Return the lines below in which the string "Drag" occurs.
>>>>>
#![deny(
    unsafe_code,
    missing_docs,
    dead_code,
    unused_results,
    non_snake_case,
    unreachable_pub
)]

//! Authoritative simulation state for the Cellular Sandbox.
//!
//! The [`World`] owns exactly one grid together with the rule engine of the
//! active automaton. It is the single mutation point: adapters either call its
//! methods directly or submit [`Command`] values through [`apply`], which
//! reports every observable change as an [`Event`].

use cellular_sandbox_core::{
    AutomatonKind, CellCoord, CellState, Command, Dimensions, EditError, Event, Grid,
    Heading, RuleEngine, StepRate,
};
use cellular_sandbox_system_langton::LangtonsAnt;
use cellular_sandbox_system_life::Life;
use cellular_sandbox_system_wireworld::Wireworld;
use tracing::{debug, trace};

/// Grid height used by the sandbox when nothing else is configured.
pub const DEFAULT_ROWS: u32 = 120;
/// Grid width used by the sandbox when nothing else is configured.
pub const DEFAULT_COLUMNS: u32 = 190;

/// Rule engine of the active automaton, selected by tag.
#[derive(Clone, Debug)]
enum Engine {
    Life(Life),
    Langton(LangtonsAnt),
    Wireworld(Wireworld),
}

impl Engine {
    fn for_kind(kind: AutomatonKind, dimensions: Dimensions) -> Self {
        match kind {
            AutomatonKind::GameOfLife => Self::Life(Life::new()),
            AutomatonKind::LangtonsAnt => Self::Langton(LangtonsAnt::new(dimensions)),
            AutomatonKind::Wireworld => Self::Wireworld(Wireworld::new()),
        }
    }

    fn rule(&self) -> &dyn RuleEngine {
        match self {
            Self::Life(engine) => engine,
            Self::Langton(engine) => engine,
            Self::Wireworld(engine) => engine,
        }
    }

    fn rule_mut(&mut self) -> &mut dyn RuleEngine {
        match self {
            Self::Life(engine) => engine,
            Self::Langton(engine) => engine,
            Self::Wireworld(engine) => engine,
        }
    }
}

/// Timed playback settings consumed by the cadence system.
#[derive(Clone, Copy, Debug)]
struct Playback {
    running: bool,
    rate: StepRate,
}

/// Represents the authoritative sandbox state.
#[derive(Clone, Debug)]
pub struct World {
    grid: Grid,
    engine: Engine,
    generation: u64,
    playback: Playback,
}

impl World {
    /// Creates a world running the given automaton on a zeroed grid.
    #[must_use]
    pub fn new(kind: AutomatonKind, dimensions: Dimensions) -> Self {
        Self {
            grid: Grid::new(dimensions),
            engine: Engine::for_kind(kind, dimensions),
            generation: 0,
            playback: Playback {
                running: false,
                rate: StepRate::DEFAULT,
            },
        }
    }

    /// Replaces the active automaton, discarding the previous grid entirely.
    pub fn select(&mut self, kind: AutomatonKind, dimensions: Dimensions) {
        debug!(
            automaton = %kind,
            rows = dimensions.rows(),
            columns = dimensions.columns(),
            "selecting automaton"
        );
        self.grid = Grid::new(dimensions);
        self.engine = Engine::for_kind(kind, dimensions);
        self.generation = 0;
    }

    /// Advances the active automaton by exactly one generation.
    pub fn step(&mut self) {
        self.engine.rule_mut().step(&mut self.grid);
        self.generation = self.generation.saturating_add(1);
        trace!(generation = self.generation, "generation advanced");
    }

    /// Stores a state in a cell, returning whether the grid changed.
    ///
    /// Coordinates outside the grid and states outside the active alphabet are
    /// ignored.
    pub fn set_cell(&mut self, cell: CellCoord, state: CellState) -> bool {
        matches!(self.try_set_cell(cell, state), Ok(Some(_)))
    }

    /// Stores a state in a cell, reporting why the edit was refused.
    ///
    /// Returns the previous state when the grid changed and `None` when the
    /// cell already held `state`.
    pub fn try_set_cell(
        &mut self,
        cell: CellCoord,
        state: CellState,
    ) -> Result<Option<CellState>, EditError> {
        let previous = self.grid.get(cell).ok_or(EditError::OutOfBounds)?;
        if !self.automaton().accepts(state) {
            return Err(EditError::InvalidState);
        }
        if self.grid.set(cell, state) {
            Ok(Some(previous))
        } else {
            Ok(None)
        }
    }

    /// Zeroes the grid and returns any actor to its starting position.
    pub fn clear(&mut self) {
        debug!(automaton = %self.automaton(), "clearing grid");
        self.grid.clear();
        self.engine.rule_mut().reset(self.grid.dimensions());
        self.generation = 0;
    }

    /// State of a cell, or `None` outside the grid.
    #[must_use]
    pub fn cell(&self, cell: CellCoord) -> Option<CellState> {
        self.grid.get(cell)
    }

    /// Size of the active grid.
    #[must_use]
    pub fn dimensions(&self) -> Dimensions {
        self.grid.dimensions()
    }

    /// Automaton currently simulated.
    #[must_use]
    pub fn automaton(&self) -> AutomatonKind {
        self.engine.rule().kind()
    }

    /// Generations computed since the last selection or clear.
    #[must_use]
    pub fn generation(&self) -> u64 {
        self.generation
    }

    /// Position of the Langton's Ant actor, if the automaton has one.
    #[must_use]
    pub fn ant_position(&self) -> Option<CellCoord> {
        self.engine.rule().ant().map(|ant| ant.position)
    }

    /// Heading of the Langton's Ant actor, if the automaton has one.
    #[must_use]
    pub fn ant_heading(&self) -> Option<Heading> {
        self.engine.rule().ant().map(|ant| ant.heading)
    }
}

impl Default for World {
    fn default() -> Self {
        Self::new(
            AutomatonKind::GameOfLife,
            Dimensions::new(DEFAULT_ROWS, DEFAULT_COLUMNS),
        )
    }
}

/// Applies the provided command to the world, mutating state deterministically.
pub fn apply(world: &mut World, command: Command, out_events: &mut Vec<Event>) {
    match command {
        Command::SelectAutomaton { kind, dimensions } => {
            if world.playback.running {
                world.playback.running = false;
                out_events.push(Event::PlaybackChanged { running: false });
            }
            world.select(kind, dimensions);
            out_events.push(Event::AutomatonSelected {
                kind,
                dimensions: world.dimensions(),
            });
        }
        Command::Step => {
            world.step();
            out_events.push(Event::GenerationAdvanced {
                generation: world.generation,
            });
        }
        Command::SetCell { cell, state } => match world.try_set_cell(cell, state) {
            Ok(Some(from)) => out_events.push(Event::CellChanged {
                cell,
                from,
                to: state,
            }),
            Ok(None) => {}
            Err(reason) => out_events.push(Event::CellEditRejected {
                cell,
                state,
                reason,
            }),
        },
        Command::Clear => {
            world.clear();
            out_events.push(Event::Cleared);
        }
        Command::SetPlayback { running } => {
            if world.playback.running != running {
                world.playback.running = running;
                out_events.push(Event::PlaybackChanged { running });
            }
        }
        Command::SetStepRate { rate } => {
            if world.playback.rate != rate {
                world.playback.rate = rate;
                out_events.push(Event::StepRateChanged { rate });
            }
        }
        Command::Tick { dt } => {
            out_events.push(Event::TimeAdvanced { dt });
        }
    }
}

/// Query functions that provide read-only access to the world state.
pub mod query {
    use super::World;
    use cellular_sandbox_core::{Ant, AutomatonKind, Grid, StepRate};

    /// Automaton currently simulated.
    #[must_use]
    pub fn automaton(world: &World) -> AutomatonKind {
        world.automaton()
    }

    /// Provides read-only access to the active grid.
    #[must_use]
    pub fn grid(world: &World) -> &Grid {
        &world.grid
    }

    /// Generations computed since the last selection or clear.
    #[must_use]
    pub fn generation(world: &World) -> u64 {
        world.generation
    }

    /// Snapshot of the Langton's Ant actor, if present.
    #[must_use]
    pub fn ant(world: &World) -> Option<Ant> {
        world.engine.rule().ant()
    }

    /// Number of cells holding a non-zero state.
    #[must_use]
    pub fn population(world: &World) -> usize {
        world.grid.population()
    }

    /// Reports whether timed playback is running.
    #[must_use]
    pub fn is_running(world: &World) -> bool {
        world.playback.running
    }

    /// Active playback speed.
    #[must_use]
    pub fn step_rate(world: &World) -> StepRate {
        world.playback.rate
    }
}

#[cfg(test)]
mod tests {
    use super::*;
    use cellular_sandbox_core::Ant;

    #[test]
    fn default_world_matches_sandbox_defaults() {
        let world = World::default();
        assert_eq!(world.automaton(), AutomatonKind::GameOfLife);
        assert_eq!(world.dimensions(), Dimensions::new(120, 190));
        assert_eq!(query::step_rate(&world), StepRate::DEFAULT);
        assert!(!query::is_running(&world));
    }

    #[test]
    fn try_set_cell_reports_rejection_reason() {
        let mut world = World::new(AutomatonKind::Wireworld, Dimensions::new(4, 4));
        assert_eq!(
            world.try_set_cell(CellCoord::new(4, 0), CellState::new(1)),
            Err(EditError::OutOfBounds)
        );
        assert_eq!(
            world.try_set_cell(CellCoord::new(0, 0), CellState::new(4)),
            Err(EditError::InvalidState)
        );
        assert_eq!(
            world.try_set_cell(CellCoord::new(0, 0), CellState::new(3)),
            Ok(Some(CellState::ZERO))
        );
        assert_eq!(
            world.try_set_cell(CellCoord::new(0, 0), CellState::new(3)),
            Ok(None)
        );
    }

    #[test]
    fn ant_queries_are_absent_for_cellular_rules() {
        let world = World::new(AutomatonKind::Wireworld, Dimensions::new(4, 4));
        assert_eq!(world.ant_position(), None);
        assert_eq!(world.ant_heading(), None);
        assert_eq!(query::ant(&world), None::<Ant>);
    }

    #[test]
    fn step_counts_generations() {
        let mut world = World::new(AutomatonKind::GameOfLife, Dimensions::new(4, 4));
        world.step();
        world.step();
        assert_eq!(world.generation(), 2);
        world.clear();
        assert_eq!(world.generation(), 0);
    }
}
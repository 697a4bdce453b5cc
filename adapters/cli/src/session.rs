use std::time::Duration;

use cellular_sandbox_core::{Command, Event};
use cellular_sandbox_rendering::{FrameControl, FrameInput, GridPresentation, Scene};
use cellular_sandbox_system_cadence::Cadence;
use cellular_sandbox_system_editor::Editor;
use cellular_sandbox_world::{self as world, query, World};
use tracing::{debug, warn};

use crate::{config::Settings, input};

/// Drives a world with the cadence and editor systems, one frame at a time.
#[derive(Debug)]
pub(crate) struct Session {
    world: World,
    cadence: Cadence,
    editor: Editor,
    pending: Vec<Event>,
    target: Option<u64>,
}

impl Session {
    /// Creates a stopped session; `target` caps the number of generations.
    pub(crate) fn new(settings: &Settings, target: Option<u64>) -> Self {
        let mut session = Self {
            world: World::new(settings.automaton, settings.dimensions),
            cadence: Cadence::new(),
            editor: Editor::new(settings.automaton),
            pending: Vec::new(),
            target,
        };
        session.submit(Command::SetStepRate {
            rate: settings.rate,
        });
        session
    }

    /// Read-only access to the simulated world.
    pub(crate) fn world(&self) -> &World {
        &self.world
    }

    /// Applies a command and queues its events for the systems.
    pub(crate) fn submit(&mut self, command: Command) {
        let mut events = Vec::new();
        world::apply(&mut self.world, command, &mut events);
        for event in &events {
            if let Event::CellEditRejected {
                cell,
                state,
                reason,
            } = event
            {
                warn!(?cell, state = state.get(), ?reason, "cell edit rejected");
            }
        }
        self.pending.extend(events);
    }

    /// Advances the session by one frame of `dt` wall-clock time.
    pub(crate) fn frame(
        &mut self,
        dt: Duration,
        frame_input: FrameInput,
        layout: &GridPresentation,
    ) -> FrameControl {
        for command in input::commands(&frame_input, query::is_running(&self.world)) {
            self.dispatch(command);
        }
        self.submit(Command::Tick { dt });

        let events = std::mem::take(&mut self.pending);
        let gestures = input::gestures(&frame_input, layout);
        let mut commands = Vec::new();
        self.cadence.handle(&events, &mut commands);
        // Edits land after this frame's steps so a stroke is never overwritten.
        let current = &self.world;
        self.editor
            .handle(&events, &gestures, |cell| current.cell(cell), &mut commands);

        for command in commands {
            self.dispatch(command);
        }

        if self.reached_target() {
            debug!(generation = query::generation(&self.world), "generation target reached");
            FrameControl::Exit
        } else {
            FrameControl::Continue
        }
    }

    /// Snapshot of the current generation for presentation.
    pub(crate) fn scene(&self) -> Scene {
        let mut scene = Scene::capture(
            query::automaton(&self.world),
            query::grid(&self.world),
            query::ant(&self.world),
            query::generation(&self.world),
        );
        scene.running = query::is_running(&self.world);
        scene
    }

    fn dispatch(&mut self, command: Command) {
        if matches!(command, Command::Step) && self.reached_target() {
            return;
        }
        self.submit(command);
    }

    fn reached_target(&self) -> bool {
        self.target
            .is_some_and(|target| query::generation(&self.world) >= target)
    }
}
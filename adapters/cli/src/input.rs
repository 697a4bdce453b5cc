use cellular_sandbox_core::Command;
use cellular_sandbox_rendering::{FrameInput, GridPresentation};
use cellular_sandbox_system_editor::{PointerButton, PointerGesture};

/// Playback and grid commands requested through keyboard input.
pub(crate) fn commands(input: &FrameInput, running: bool) -> Vec<Command> {
    let mut commands = Vec::new();
    if input.toggle_playback {
        commands.push(Command::SetPlayback { running: !running });
    }
    if input.step_once {
        commands.push(Command::Step);
    }
    if input.clear {
        commands.push(Command::Clear);
    }
    commands
}

/// Pointer gestures expressed in grid coordinates.
///
/// A press takes priority over a held button; with no button down the stroke
/// is released regardless of where the cursor is.
pub(crate) fn gestures(input: &FrameInput, layout: &GridPresentation) -> Vec<PointerGesture> {
    let any_button = input.primary_held
        || input.secondary_held
        || input.primary_pressed
        || input.secondary_pressed;
    if !any_button {
        return vec![PointerGesture::Release];
    }

    let Some(cell) = input.cursor.and_then(|cursor| layout.cell_at(cursor)) else {
        return Vec::new();
    };

    let gesture = if input.primary_pressed {
        PointerGesture::Press {
            cell,
            button: PointerButton::Primary,
        }
    } else if input.secondary_pressed {
        PointerGesture::Press {
            cell,
            button: PointerButton::Secondary,
        }
    } else if input.primary_held {
        PointerGesture::Drag {
            cell,
            button: PointerButton::Primary,
        }
    } else {
        PointerGesture::Drag {
            cell,
            button: PointerButton::Secondary,
        }
    };
    vec![gesture]
}
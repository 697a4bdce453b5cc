#![deny(
    unsafe_code,
    missing_docs,
    dead_code,
    unused_results,
    non_snake_case,
    unreachable_pub
)]

//! Pure editing system that turns pointer gestures into cell edit commands.
//!
//! All interaction state (whether a stroke is in progress, which state it
//! paints, whether it erases) lives here rather than in the world, which only
//! ever sees `Command::SetCell`.

use cellular_sandbox_core::{AutomatonKind, CellCoord, CellState, Command, Event};

/// Pointer button that started or continues a stroke.
#[derive(Clone, Copy, Debug, PartialEq, Eq, Hash)]
pub enum PointerButton {
    /// Main button, usually the left mouse button.
    Primary,
    /// Alternate button, usually the right mouse button.
    Secondary,
}

/// Pointer interaction already translated into grid coordinates.
#[derive(Clone, Copy, Debug, PartialEq, Eq, Hash)]
pub enum PointerGesture {
    /// A button went down over a cell.
    Press {
        /// Cell under the pointer.
        cell: CellCoord,
        /// Button that was pressed.
        button: PointerButton,
    },
    /// The pointer moved over a cell while a button is held.
    Drag {
        /// Cell under the pointer.
        cell: CellCoord,
        /// Button held during the move.
        button: PointerButton,
    },
    /// All buttons were released.
    Release,
}

/// Cycles a Wireworld cell backwards through its alphabet.
///
/// Pressing repeatedly walks empty, wire, tail, head and back to empty.
#[must_use]
pub const fn wireworld_cycle(state: CellState) -> CellState {
    CellState::new((state.get() % 4 + 3) % 4)
}

#[derive(Clone, Copy, Debug, PartialEq, Eq)]
enum Stroke {
    Idle,
    Painting(CellState),
    Erasing,
}

/// Editing system holding the per-automaton drawing conventions.
#[derive(Clone, Debug)]
pub struct Editor {
    automaton: AutomatonKind,
    stroke: Stroke,
}

impl Default for Editor {
    fn default() -> Self {
        Self::new(AutomatonKind::GameOfLife)
    }
}

impl Editor {
    /// Creates an idle editor for the provided automaton.
    #[must_use]
    pub const fn new(automaton: AutomatonKind) -> Self {
        Self {
            automaton,
            stroke: Stroke::Idle,
        }
    }

    /// Reports whether a stroke is in progress.
    #[must_use]
    pub const fn is_drawing(&self) -> bool {
        !matches!(self.stroke, Stroke::Idle)
    }

    /// Consumes world events and pointer gestures to emit edit commands.
    ///
    /// The `cell_at` closure should mirror the world's `cell` query so the
    /// system can read the state under the pointer; it returns `None` for
    /// coordinates outside the grid. Every in-bounds cell the stroke touches
    /// yields a `SetCell`, even when it already holds the stroke's state, since
    /// the world may step before the edit is applied.
    pub fn handle<F>(
        &mut self,
        events: &[Event],
        gestures: &[PointerGesture],
        mut cell_at: F,
        out: &mut Vec<Command>,
    ) where
        F: FnMut(CellCoord) -> Option<CellState>,
    {
        for event in events {
            if let Event::AutomatonSelected { kind, .. } = event {
                self.automaton = *kind;
                self.stroke = Stroke::Idle;
            }
        }

        for gesture in gestures {
            match *gesture {
                PointerGesture::Press { cell, button } => {
                    let Some(current) = cell_at(cell) else {
                        continue;
                    };
                    self.stroke = self.begin_stroke(current, button);
                    if let Some(state) = self.stroke_state() {
                        out.push(Command::SetCell { cell, state });
                    }
                }
                PointerGesture::Drag { cell, button } => {
                    if !self.paints_while_held(button) {
                        continue;
                    }
                    let Some(state) = self.stroke_state() else {
                        continue;
                    };
                    if cell_at(cell).is_some() {
                        out.push(Command::SetCell { cell, state });
                    }
                }
                PointerGesture::Release => {
                    self.stroke = Stroke::Idle;
                }
            }
        }
    }

    fn begin_stroke(&self, current: CellState, button: PointerButton) -> Stroke {
        match self.automaton {
            AutomatonKind::GameOfLife => {
                if current.is_zero() {
                    Stroke::Painting(CellState::new(1))
                } else {
                    Stroke::Painting(CellState::ZERO)
                }
            }
            AutomatonKind::Wireworld => match button {
                PointerButton::Primary => Stroke::Painting(wireworld_cycle(current)),
                PointerButton::Secondary => Stroke::Erasing,
            },
            AutomatonKind::LangtonsAnt => Stroke::Idle,
        }
    }

    fn paints_while_held(&self, button: PointerButton) -> bool {
        match self.automaton {
            AutomatonKind::GameOfLife => button == PointerButton::Primary,
            AutomatonKind::Wireworld => true,
            AutomatonKind::LangtonsAnt => false,
        }
    }

    fn stroke_state(&self) -> Option<CellState> {
        match self.stroke {
            Stroke::Idle => None,
            Stroke::Painting(state) => Some(state),
            Stroke::Erasing => Some(CellState::ZERO),
        }
    }
}

#[cfg(test)]
mod tests {
    use super::wireworld_cycle;
    use cellular_sandbox_core::CellState;

    #[test]
    fn cycle_walks_backwards_through_the_alphabet() {
        let order: Vec<u8> = std::iter::successors(Some(CellState::ZERO), |state| {
            Some(wireworld_cycle(*state))
        })
        .take(5)
        .map(|state| state.get())
        .collect();
        assert_eq!(order, vec![0, 3, 2, 1, 0]);
    }
}
#![deny(
    unsafe_code,
    missing_docs,
    dead_code,
    unused_results,
    non_snake_case,
    unreachable_pub
)]

//! Pure rule engine for Wireworld.
//!
//! Every cell is updated simultaneously from the previous generation:
//! heads decay into tails, tails cool back into wire, and wire ignites when
//! exactly one or two of its Moore neighbours carry an electron head.

use cellular_sandbox_core::{AutomatonKind, CellState, Grid, RuleEngine};

/// Cell alphabet of Wireworld.
#[derive(Clone, Copy, Debug, PartialEq, Eq, Hash)]
pub enum WireCell {
    /// Insulating background.
    Empty,
    /// Leading edge of an electron.
    Head,
    /// Trailing edge of an electron.
    Tail,
    /// Conductor that carries electrons.
    Wire,
}

impl WireCell {
    /// Raw grid state representing the cell.
    #[must_use]
    pub const fn state(self) -> CellState {
        match self {
            Self::Empty => CellState::new(0),
            Self::Head => CellState::new(1),
            Self::Tail => CellState::new(2),
            Self::Wire => CellState::new(3),
        }
    }

    /// Decodes a raw grid state, rejecting values outside the alphabet.
    #[must_use]
    pub const fn from_state(state: CellState) -> Option<Self> {
        match state.get() {
            0 => Some(Self::Empty),
            1 => Some(Self::Head),
            2 => Some(Self::Tail),
            3 => Some(Self::Wire),
            _ => None,
        }
    }

    /// Applies the transition given the number of neighbouring heads.
    #[must_use]
    pub const fn next(self, neighboring_heads: u8) -> Self {
        match self {
            Self::Empty => Self::Empty,
            Self::Head => Self::Tail,
            Self::Tail => Self::Wire,
            Self::Wire => match neighboring_heads {
                1 | 2 => Self::Head,
                _ => Self::Wire,
            },
        }
    }
}

/// Computes the next generation from `grid` without modifying it.
#[must_use]
pub fn next_generation(grid: &Grid) -> Grid {
    let head = WireCell::Head.state();
    grid.map_cells(|cell, state| match WireCell::from_state(state) {
        Some(WireCell::Wire) => {
            let heads = grid.neighbor_count(cell, |neighbor| neighbor == head);
            WireCell::Wire.next(heads).state()
        }
        Some(current) => current.next(0).state(),
        None => WireCell::Empty.state(),
    })
}

/// Wireworld rule engine.
#[derive(Debug, Default, Clone, Copy)]
pub struct Wireworld;

impl Wireworld {
    /// Creates a new Wireworld engine.
    #[must_use]
    pub const fn new() -> Self {
        Self
    }
}

impl RuleEngine for Wireworld {
    fn kind(&self) -> AutomatonKind {
        AutomatonKind::Wireworld
    }

    fn step(&mut self, grid: &mut Grid) {
        *grid = next_generation(grid);
    }
}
<<<<<
**Solution below:**
        PointerGesture::Drag {
        PointerGesture::Drag {
    Drag {
                PointerGesture::Drag { cell, button } => {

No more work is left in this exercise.